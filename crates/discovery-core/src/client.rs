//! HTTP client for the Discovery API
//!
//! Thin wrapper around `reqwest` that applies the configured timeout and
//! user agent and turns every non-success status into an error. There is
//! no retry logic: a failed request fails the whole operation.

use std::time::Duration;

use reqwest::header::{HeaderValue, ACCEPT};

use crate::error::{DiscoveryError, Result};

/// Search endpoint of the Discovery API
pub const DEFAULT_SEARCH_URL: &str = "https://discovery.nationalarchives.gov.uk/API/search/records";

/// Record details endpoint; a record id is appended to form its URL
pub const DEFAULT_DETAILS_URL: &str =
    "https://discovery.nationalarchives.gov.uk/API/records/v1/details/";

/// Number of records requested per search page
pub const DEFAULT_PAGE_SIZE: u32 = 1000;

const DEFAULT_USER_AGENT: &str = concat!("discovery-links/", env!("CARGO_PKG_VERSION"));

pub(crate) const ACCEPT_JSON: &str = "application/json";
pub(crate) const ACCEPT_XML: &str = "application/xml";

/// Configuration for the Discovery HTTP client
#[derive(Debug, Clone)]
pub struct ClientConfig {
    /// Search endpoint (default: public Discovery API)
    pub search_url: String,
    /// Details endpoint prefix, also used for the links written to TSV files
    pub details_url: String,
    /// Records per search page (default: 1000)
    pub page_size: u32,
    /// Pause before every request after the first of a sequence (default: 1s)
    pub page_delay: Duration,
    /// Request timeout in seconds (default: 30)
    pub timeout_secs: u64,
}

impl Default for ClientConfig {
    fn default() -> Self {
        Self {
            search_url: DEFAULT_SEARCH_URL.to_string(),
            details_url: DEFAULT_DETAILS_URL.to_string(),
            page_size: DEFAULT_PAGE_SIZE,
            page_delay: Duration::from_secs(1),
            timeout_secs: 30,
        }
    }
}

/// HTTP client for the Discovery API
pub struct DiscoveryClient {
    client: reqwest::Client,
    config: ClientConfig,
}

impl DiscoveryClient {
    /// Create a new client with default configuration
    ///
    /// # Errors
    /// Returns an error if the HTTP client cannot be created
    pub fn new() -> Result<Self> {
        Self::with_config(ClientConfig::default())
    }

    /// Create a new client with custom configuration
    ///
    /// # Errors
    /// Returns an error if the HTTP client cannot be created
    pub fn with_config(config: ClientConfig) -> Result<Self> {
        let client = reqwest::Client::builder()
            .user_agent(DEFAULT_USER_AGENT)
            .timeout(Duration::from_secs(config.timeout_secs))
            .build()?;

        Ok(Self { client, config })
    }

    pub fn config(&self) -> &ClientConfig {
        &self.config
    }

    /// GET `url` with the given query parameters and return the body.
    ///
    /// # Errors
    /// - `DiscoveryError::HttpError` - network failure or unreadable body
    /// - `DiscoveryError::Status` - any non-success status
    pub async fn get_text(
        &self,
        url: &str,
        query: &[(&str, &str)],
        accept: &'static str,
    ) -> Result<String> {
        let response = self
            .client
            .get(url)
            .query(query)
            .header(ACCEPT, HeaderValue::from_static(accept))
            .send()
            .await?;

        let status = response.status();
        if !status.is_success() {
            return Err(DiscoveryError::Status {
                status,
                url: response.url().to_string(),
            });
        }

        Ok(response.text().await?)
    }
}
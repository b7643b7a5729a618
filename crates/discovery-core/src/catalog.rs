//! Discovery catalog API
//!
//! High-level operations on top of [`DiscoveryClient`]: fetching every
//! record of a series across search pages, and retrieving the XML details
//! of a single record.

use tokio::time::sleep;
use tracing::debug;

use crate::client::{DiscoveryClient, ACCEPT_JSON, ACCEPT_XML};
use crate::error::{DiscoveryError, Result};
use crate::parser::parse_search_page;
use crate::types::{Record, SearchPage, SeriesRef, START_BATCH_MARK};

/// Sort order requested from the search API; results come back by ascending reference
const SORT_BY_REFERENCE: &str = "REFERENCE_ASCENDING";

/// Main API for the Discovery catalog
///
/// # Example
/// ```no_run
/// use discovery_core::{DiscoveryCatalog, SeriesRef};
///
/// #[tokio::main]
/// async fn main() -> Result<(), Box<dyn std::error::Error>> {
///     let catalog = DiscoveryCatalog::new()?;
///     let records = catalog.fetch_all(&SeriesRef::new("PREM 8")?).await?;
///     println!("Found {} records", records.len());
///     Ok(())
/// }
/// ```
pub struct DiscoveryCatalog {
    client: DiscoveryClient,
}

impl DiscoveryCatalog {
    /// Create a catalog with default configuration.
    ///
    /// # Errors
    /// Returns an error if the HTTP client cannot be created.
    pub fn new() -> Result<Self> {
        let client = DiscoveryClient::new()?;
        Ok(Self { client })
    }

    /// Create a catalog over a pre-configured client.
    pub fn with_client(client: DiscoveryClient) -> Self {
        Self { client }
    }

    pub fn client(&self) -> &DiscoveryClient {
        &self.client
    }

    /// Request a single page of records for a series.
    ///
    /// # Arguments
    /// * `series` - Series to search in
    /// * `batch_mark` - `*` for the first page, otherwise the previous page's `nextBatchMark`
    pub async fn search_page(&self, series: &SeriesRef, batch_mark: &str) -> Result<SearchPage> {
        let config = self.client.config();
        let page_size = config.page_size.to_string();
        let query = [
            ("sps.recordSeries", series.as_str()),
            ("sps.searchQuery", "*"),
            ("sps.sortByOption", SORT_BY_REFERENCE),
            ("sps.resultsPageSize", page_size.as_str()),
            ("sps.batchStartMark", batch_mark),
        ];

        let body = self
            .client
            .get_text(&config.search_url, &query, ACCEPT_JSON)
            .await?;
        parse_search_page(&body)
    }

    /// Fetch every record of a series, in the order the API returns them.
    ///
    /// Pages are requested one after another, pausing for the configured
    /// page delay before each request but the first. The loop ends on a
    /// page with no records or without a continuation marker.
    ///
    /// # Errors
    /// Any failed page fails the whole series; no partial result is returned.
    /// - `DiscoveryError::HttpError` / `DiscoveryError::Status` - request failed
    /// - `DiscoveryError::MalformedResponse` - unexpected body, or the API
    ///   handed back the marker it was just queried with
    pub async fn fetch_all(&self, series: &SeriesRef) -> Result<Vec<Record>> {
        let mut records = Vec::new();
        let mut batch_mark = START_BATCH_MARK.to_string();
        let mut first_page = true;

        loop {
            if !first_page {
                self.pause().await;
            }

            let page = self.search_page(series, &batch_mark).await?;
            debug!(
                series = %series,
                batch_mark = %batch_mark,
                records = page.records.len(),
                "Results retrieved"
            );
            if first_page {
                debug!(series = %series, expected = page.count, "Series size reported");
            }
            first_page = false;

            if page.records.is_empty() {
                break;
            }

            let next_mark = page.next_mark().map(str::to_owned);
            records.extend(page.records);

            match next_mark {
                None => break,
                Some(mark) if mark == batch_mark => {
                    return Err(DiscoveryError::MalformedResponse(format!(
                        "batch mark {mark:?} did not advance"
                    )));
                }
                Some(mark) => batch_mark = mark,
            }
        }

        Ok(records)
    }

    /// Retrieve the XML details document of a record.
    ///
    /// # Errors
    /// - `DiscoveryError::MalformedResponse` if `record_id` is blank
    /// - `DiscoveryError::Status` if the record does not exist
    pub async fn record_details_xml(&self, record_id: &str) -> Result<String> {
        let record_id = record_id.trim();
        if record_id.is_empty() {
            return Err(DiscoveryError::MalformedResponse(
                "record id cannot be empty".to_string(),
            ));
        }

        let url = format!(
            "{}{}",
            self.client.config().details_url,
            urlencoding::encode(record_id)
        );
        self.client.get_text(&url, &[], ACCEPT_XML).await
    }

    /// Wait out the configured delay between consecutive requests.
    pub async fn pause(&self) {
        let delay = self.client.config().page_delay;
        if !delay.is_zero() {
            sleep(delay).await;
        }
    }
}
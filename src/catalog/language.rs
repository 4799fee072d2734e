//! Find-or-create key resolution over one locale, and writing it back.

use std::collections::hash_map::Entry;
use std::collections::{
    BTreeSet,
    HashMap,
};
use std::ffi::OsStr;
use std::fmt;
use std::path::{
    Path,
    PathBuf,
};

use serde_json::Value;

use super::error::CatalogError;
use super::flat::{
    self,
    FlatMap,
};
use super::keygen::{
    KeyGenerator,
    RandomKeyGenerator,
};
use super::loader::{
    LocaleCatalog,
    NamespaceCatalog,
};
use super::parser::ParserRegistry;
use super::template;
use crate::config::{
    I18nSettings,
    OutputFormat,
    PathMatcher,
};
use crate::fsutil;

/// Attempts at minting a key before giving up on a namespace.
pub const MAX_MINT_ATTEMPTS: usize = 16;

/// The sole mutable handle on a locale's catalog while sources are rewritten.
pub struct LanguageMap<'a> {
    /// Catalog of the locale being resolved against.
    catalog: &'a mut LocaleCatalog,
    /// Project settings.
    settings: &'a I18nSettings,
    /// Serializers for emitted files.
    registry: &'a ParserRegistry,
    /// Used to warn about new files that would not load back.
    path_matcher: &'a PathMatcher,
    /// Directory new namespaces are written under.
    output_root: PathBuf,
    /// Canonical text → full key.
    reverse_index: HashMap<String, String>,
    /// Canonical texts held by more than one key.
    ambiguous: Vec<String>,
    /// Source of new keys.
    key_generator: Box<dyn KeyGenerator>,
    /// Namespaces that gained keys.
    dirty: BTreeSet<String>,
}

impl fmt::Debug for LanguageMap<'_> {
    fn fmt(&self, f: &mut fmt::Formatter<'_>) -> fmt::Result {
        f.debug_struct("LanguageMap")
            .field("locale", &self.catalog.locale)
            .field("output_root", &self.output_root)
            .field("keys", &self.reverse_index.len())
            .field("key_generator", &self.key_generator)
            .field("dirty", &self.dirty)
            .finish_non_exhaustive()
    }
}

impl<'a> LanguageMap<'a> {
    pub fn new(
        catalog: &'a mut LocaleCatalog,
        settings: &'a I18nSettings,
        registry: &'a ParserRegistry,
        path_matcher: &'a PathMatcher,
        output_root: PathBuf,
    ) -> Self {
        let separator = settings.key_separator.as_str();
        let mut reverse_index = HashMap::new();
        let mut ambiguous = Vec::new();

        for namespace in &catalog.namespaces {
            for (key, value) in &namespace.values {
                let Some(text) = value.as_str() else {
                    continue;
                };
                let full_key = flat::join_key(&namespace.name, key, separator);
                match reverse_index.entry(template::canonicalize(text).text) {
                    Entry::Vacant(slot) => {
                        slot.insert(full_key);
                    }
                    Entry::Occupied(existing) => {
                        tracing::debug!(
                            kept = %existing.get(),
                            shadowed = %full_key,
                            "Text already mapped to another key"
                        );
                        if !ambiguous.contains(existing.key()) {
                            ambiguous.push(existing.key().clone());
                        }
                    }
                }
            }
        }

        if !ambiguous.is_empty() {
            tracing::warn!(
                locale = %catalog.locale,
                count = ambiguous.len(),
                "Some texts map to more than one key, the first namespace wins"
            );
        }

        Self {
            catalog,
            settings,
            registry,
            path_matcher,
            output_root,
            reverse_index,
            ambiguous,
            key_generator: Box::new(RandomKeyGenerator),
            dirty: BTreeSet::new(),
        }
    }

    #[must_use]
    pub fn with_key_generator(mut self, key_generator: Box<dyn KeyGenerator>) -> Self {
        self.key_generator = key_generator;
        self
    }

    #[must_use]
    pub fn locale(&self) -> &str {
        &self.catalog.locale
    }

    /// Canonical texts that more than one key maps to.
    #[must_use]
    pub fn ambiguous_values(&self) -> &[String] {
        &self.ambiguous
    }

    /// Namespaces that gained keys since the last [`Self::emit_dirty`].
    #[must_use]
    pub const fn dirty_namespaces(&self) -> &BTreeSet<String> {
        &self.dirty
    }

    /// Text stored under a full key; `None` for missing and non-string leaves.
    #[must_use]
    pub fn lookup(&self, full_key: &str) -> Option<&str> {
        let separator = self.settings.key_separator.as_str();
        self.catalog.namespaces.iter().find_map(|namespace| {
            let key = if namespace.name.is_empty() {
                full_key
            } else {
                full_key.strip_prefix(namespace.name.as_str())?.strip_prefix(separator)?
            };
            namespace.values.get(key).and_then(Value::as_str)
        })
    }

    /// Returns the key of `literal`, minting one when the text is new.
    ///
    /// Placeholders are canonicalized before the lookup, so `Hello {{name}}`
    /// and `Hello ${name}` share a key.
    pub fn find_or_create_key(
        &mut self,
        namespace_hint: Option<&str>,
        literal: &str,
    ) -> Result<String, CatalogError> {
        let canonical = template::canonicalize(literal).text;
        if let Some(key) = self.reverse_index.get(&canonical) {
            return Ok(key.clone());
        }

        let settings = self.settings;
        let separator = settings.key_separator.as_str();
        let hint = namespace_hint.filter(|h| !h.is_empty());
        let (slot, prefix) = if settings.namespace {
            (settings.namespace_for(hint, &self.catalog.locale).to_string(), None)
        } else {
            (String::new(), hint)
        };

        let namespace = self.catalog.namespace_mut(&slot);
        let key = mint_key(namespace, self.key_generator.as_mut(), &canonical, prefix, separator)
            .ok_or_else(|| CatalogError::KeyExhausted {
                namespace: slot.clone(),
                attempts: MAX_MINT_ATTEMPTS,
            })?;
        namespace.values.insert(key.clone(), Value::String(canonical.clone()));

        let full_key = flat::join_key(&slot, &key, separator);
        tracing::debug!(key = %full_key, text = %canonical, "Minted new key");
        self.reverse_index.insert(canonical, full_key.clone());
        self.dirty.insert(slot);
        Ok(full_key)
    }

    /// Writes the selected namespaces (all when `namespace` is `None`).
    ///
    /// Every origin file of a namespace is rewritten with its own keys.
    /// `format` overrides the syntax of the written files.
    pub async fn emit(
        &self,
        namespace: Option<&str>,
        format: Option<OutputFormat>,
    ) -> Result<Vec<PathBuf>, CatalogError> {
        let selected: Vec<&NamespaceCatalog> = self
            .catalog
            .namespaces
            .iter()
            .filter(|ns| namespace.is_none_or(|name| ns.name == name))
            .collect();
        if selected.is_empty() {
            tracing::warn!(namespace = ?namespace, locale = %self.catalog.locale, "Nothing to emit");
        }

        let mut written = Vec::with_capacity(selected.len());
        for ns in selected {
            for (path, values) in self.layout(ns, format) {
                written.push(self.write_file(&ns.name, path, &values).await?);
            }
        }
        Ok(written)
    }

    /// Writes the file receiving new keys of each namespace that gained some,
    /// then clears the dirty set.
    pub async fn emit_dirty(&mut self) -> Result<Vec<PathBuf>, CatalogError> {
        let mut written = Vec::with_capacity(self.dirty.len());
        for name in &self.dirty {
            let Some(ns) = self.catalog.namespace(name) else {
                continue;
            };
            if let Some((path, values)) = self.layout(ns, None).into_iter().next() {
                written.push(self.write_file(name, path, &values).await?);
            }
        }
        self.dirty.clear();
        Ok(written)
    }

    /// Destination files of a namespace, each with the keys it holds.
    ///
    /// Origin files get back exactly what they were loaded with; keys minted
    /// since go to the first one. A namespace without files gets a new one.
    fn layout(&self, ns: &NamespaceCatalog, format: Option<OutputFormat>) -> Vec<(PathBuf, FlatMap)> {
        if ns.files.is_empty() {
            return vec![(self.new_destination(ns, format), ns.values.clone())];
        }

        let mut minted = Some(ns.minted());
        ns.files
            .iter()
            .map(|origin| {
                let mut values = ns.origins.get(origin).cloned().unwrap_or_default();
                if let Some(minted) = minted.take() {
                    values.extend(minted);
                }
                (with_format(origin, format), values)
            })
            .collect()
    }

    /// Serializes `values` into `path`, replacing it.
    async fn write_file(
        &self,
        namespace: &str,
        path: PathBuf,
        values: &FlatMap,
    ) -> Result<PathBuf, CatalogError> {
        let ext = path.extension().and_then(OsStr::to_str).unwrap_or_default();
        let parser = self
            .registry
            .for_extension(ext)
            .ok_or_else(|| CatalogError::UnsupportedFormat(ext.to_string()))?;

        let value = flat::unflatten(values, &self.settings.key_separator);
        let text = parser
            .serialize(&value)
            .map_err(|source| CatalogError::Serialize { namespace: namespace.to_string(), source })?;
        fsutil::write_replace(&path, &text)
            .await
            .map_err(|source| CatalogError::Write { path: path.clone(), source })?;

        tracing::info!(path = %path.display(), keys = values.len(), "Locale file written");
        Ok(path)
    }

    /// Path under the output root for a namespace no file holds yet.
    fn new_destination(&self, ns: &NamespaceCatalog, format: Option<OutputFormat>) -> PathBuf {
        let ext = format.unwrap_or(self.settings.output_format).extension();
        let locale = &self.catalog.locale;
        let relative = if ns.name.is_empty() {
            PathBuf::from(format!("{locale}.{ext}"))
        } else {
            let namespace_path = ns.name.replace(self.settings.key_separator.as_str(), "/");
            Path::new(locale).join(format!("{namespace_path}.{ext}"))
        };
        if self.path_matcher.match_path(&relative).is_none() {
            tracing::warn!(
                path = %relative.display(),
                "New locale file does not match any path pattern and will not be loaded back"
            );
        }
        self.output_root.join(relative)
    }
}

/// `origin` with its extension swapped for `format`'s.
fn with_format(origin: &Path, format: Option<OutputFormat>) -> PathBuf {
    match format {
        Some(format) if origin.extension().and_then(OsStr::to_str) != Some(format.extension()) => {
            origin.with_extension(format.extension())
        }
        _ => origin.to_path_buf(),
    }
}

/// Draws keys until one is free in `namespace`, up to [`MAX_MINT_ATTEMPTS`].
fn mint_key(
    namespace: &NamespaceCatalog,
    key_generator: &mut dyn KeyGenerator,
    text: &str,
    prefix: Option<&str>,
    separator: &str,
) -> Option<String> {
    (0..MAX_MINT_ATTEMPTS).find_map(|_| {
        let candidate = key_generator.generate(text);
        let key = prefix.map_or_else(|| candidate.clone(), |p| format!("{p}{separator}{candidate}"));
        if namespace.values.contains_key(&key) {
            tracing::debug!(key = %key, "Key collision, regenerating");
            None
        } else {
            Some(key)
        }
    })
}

WHAT IS REQUIRED: Scan the records for the string "crates" and show every line that contains it.

RESPONSE AREA:
filename crates/discovery-core/src/client.rs
filename crates/discovery-core/src/catalog.rs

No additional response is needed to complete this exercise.